- _ACTION ITEM_
Among the entries that follow, some lines contain the word "contains". Show all of them.

- _Saved entries_
##############################

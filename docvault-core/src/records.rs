/*!
Bookkeeping records kept in the backup registry.

Records are created once by a coordinator and never mutated afterwards.
*/

use crate::metadata::BackupKind;
use chrono::{DateTime, Utc};
use serde::{Deserialize, Serialize};
use std::collections::{BTreeMap, BTreeSet};

#[derive(Serialize, Deserialize, Debug, Clone, Copy, PartialEq, Eq)]
#[serde(rename_all = "lowercase")]
pub enum BackupStatus {
    Completed,
    Failed,
}

/// A backup that was written to the backup store
#[derive(Serialize, Deserialize, Debug, Clone, PartialEq)]
pub struct BackupRecord {
    pub id: String,
    pub kind: BackupKind,
    pub created_at: DateTime<Utc>,
    /// Key of the blob in the backup store
    pub storage_key: String,
    pub size_bytes: u64,
    /// Hex SHA-256 of the stored blob
    pub checksum: String,
    pub collection_names: BTreeSet<String>,
    pub status: BackupStatus,
    pub duration_ms: u64,
    pub based_on_id: Option<String>,
    /// Collections that could not be read when the backup ran
    #[serde(default)]
    pub degraded_collections: BTreeSet<String>,
    /// Every backup an incremental needs, directly
    #[serde(default)]
    pub depends_on: BTreeSet<String>,
}

impl BackupRecord {
    /// Whether this backup holds a usable copy of `collection`
    pub fn captured(&self, collection: &str) -> bool {
        self.collection_names.contains(collection) && !self.degraded_collections.contains(collection)
    }

    /// Whether the blob was written with gzip compression
    pub fn is_compressed(&self) -> bool {
        crate::codec::is_compressed_key(&self.storage_key)
    }

    /// Age of the backup relative to `now`, clamped at zero
    pub fn age_ms(&self, now: DateTime<Utc>) -> u64 {
        (now - self.created_at).num_milliseconds().max(0) as u64
    }
}

#[derive(Serialize, Deserialize, Debug, Clone, Copy, PartialEq, Eq)]
#[serde(rename_all = "lowercase")]
pub enum CollectionRestoreStatus {
    Success,
    Failed,
    Skipped,
}

/// Outcome of restoring one collection
#[derive(Serialize, Deserialize, Debug, Clone, PartialEq)]
pub struct CollectionRecovery {
    /// Documents written (or that would be written, for a dry run)
    pub restored_count: usize,
    pub status: CollectionRestoreStatus,
    pub error: Option<String>,
}

impl CollectionRecovery {
    pub fn success(restored_count: usize) -> Self {
        Self {
            restored_count,
            status: CollectionRestoreStatus::Success,
            error: None,
        }
    }

    pub fn failed<S: Into<String>>(restored_count: usize, error: S) -> Self {
        Self {
            restored_count,
            status: CollectionRestoreStatus::Failed,
            error: Some(error.into()),
        }
    }

    pub fn skipped<S: Into<String>>(reason: S) -> Self {
        Self {
            restored_count: 0,
            status: CollectionRestoreStatus::Skipped,
            error: Some(reason.into()),
        }
    }
}

#[derive(Serialize, Deserialize, Debug, Clone, Copy, PartialEq, Eq)]
#[serde(rename_all = "lowercase")]
pub enum RecoveryStatus {
    /// Every selected collection was restored
    Completed,
    /// At least one collection failed or was skipped
    Partial,
}

/// Audit record of one recovery run
#[derive(Serialize, Deserialize, Debug, Clone, PartialEq)]
pub struct RecoveryRecord {
    pub id: String,
    pub backup_id: String,
    pub started_at: DateTime<Utc>,
    pub per_collection: BTreeMap<String, CollectionRecovery>,
    pub total_documents_restored: usize,
    pub status: RecoveryStatus,
    pub duration_ms: u64,
    pub dry_run: bool,
    pub requested_by: Option<String>,
}

impl RecoveryRecord {
    /// Collection errors, formatted as `collection: message`
    pub fn errors(&self) -> Vec<String> {
        self.per_collection
            .iter()
            .filter(|(_, result)| result.status == CollectionRestoreStatus::Failed)
            .filter_map(|(name, result)| result.error.as_ref().map(|e| format!("{name}: {e}")))
            .collect()
    }

    pub fn collections_with(&self, status: CollectionRestoreStatus) -> Vec<&str> {
        self.per_collection
            .iter()
            .filter(|(_, result)| result.status == status)
            .map(|(name, _)| name.as_str())
            .collect()
    }
}

#[cfg(test)]
mod tests {
    use super::*;

    #[test]
    fn test_age_is_clamped() {
        let now = Utc::now();
        let record = BackupRecord {
            id: "full_1".to_string(),
            kind: BackupKind::Full,
            created_at: now + chrono::Duration::seconds(5),
            storage_key: "full_1.gz".to_string(),
            size_bytes: 10,
            checksum: String::new(),
            collection_names: BTreeSet::new(),
            status: BackupStatus::Completed,
            duration_ms: 1,
            based_on_id: None,
            degraded_collections: BTreeSet::new(),
            depends_on: BTreeSet::new(),
        };

        assert_eq!(record.age_ms(now), 0);
        assert_eq!(record.age_ms(now + chrono::Duration::seconds(7)), 2_000);
        assert!(record.is_compressed());
    }

    #[test]
    fn test_recovery_errors_only_list_failures() {
        let mut per_collection = BTreeMap::new();
        per_collection.insert("products".to_string(), CollectionRecovery::success(3));
        per_collection.insert("categories".to_string(), CollectionRecovery::skipped("degraded"));
        per_collection.insert("users".to_string(), CollectionRecovery::failed(1, "write refused"));

        let record = RecoveryRecord {
            id: "r1".to_string(),
            backup_id: "full_1".to_string(),
            started_at: Utc::now(),
            per_collection,
            total_documents_restored: 4,
            status: RecoveryStatus::Partial,
            duration_ms: 0,
            dry_run: false,
            requested_by: None,
        };

        assert_eq!(record.errors(), vec!["users: write refused".to_string()]);
        assert_eq!(record.collections_with(CollectionRestoreStatus::Skipped), vec!["categories"]);
    }
}
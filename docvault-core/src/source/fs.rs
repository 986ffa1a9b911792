/*!
Filesystem-backed document store.

Layout: `<root>/<collection>/<document id>.json`, each file holding one
serialized [`DocumentRecord`].
*/

use super::DataSource;
use crate::snapshot::DocumentRecord;
use crate::{Result, VaultError};
use std::fs;
use std::io::Write;
use std::path::{Path, PathBuf};

const DOCUMENT_EXTENSION: &str = "json";

#[derive(Debug, Clone)]
pub struct FsDataSource {
    root: PathBuf,
}

impl FsDataSource {
    pub fn new<P: AsRef<Path>>(root: P) -> Self {
        Self {
            root: root.as_ref().to_path_buf(),
        }
    }

    /// Names of all collection directories, sorted
    pub fn collection_names(&self) -> Result<Vec<String>> {
        if !self.root.exists() {
            return Ok(Vec::new());
        }
        let mut names = Vec::new();
        for entry in fs::read_dir(&self.root)? {
            let entry = entry?;
            let name = entry.file_name().to_string_lossy().to_string();
            if entry.file_type()?.is_dir() && !name.starts_with('.') {
                names.push(name);
            }
        }
        names.sort();
        Ok(names)
    }

    fn collection_dir(&self, collection: &str) -> Result<PathBuf> {
        check_path_segment("collection", collection)?;
        Ok(self.root.join(collection))
    }
}

fn check_path_segment(what: &str, segment: &str) -> Result<()> {
    if segment.is_empty()
        || segment.starts_with('.')
        || segment.contains('/')
        || segment.contains('\\')
    {
        return Err(VaultError::source_error(format!(
            "{what} name '{segment}' cannot be stored on disk"
        )));
    }
    Ok(())
}

impl DataSource for FsDataSource {
    fn list_documents(&self, collection: &str) -> Result<Vec<DocumentRecord>> {
        let dir = self.collection_dir(collection)?;
        if !dir.exists() {
            return Ok(Vec::new());
        }

        let mut paths = Vec::new();
        for entry in fs::read_dir(&dir).map_err(|e| {
            VaultError::source_error(format!("Failed to read collection {collection}: {e}"))
        })? {
            let path = entry?.path();
            if path.extension().and_then(|ext| ext.to_str()) == Some(DOCUMENT_EXTENSION) {
                paths.push(path);
            }
        }
        paths.sort();

        paths
            .iter()
            .map(|path| -> Result<DocumentRecord> {
                let bytes = fs::read(path)?;
                serde_json::from_slice(&bytes).map_err(|e| {
                    VaultError::source_error(format!(
                        "Malformed document {}: {}",
                        path.display(),
                        e
                    ))
                })
            })
            .collect()
    }

    fn put_document(&self, collection: &str, document: &DocumentRecord) -> Result<()> {
        check_path_segment("document", &document.id)?;
        let dir = self.collection_dir(collection)?;
        fs::create_dir_all(&dir)?;

        let mut staged = tempfile::Builder::new()
            .prefix(".incoming-")
            .tempfile_in(&dir)?;
        serde_json::to_writer(&mut staged, document)?;
        staged.flush()?;

        let target = dir.join(format!("{}.{}", document.id, DOCUMENT_EXTENSION));
        staged.persist(&target).map_err(|e| VaultError::Io(e.error))?;
        Ok(())
    }
}

#[cfg(test)]
mod tests {
    use super::*;
    use crate::snapshot::DocumentTimestamps;
    use chrono::Utc;
    use tempfile::TempDir;

    #[test]
    fn test_fs_source_roundtrip() {
        let temp_dir = TempDir::new().unwrap();
        let source = FsDataSource::new(temp_dir.path());

        let data = serde_json::json!({ "name": "widget" }).as_object().cloned().unwrap();
        let doc = DocumentRecord::new("p-1", data)
            .with_timestamps(DocumentTimestamps::new(Utc::now(), Utc::now()));

        source.put_document("products", &doc).unwrap();
        source.put_document("products", &doc).unwrap();

        assert_eq!(source.list_documents("products").unwrap(), vec![doc]);
        assert_eq!(source.collection_names().unwrap(), vec!["products".to_string()]);
        assert!(source.list_documents("categories").unwrap().is_empty());
    }

    #[test]
    fn test_malformed_document_fails_collection() {
        let temp_dir = TempDir::new().unwrap();
        fs::create_dir_all(temp_dir.path().join("products")).unwrap();
        fs::write(temp_dir.path().join("products/broken.json"), b"{not json").unwrap();

        let source = FsDataSource::new(temp_dir.path());
        let err = source.list_documents("products").unwrap_err();
        assert!(matches!(err, VaultError::Source(_)));
    }

    #[test]
    fn test_rejects_unsafe_ids() {
        let temp_dir = TempDir::new().unwrap();
        let source = FsDataSource::new(temp_dir.path());
        let doc = DocumentRecord::new("../escape", Default::default());
        assert!(source.put_document("products", &doc).is_err());
        assert!(source.list_documents("../etc").is_err());
    }
}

##############################

- _RESPONSE BELOW_
        self.collection_names.contains(collection) && !self.degraded_collections.contains(collection)
        || segment.contains('/')
        || segment.contains('\\')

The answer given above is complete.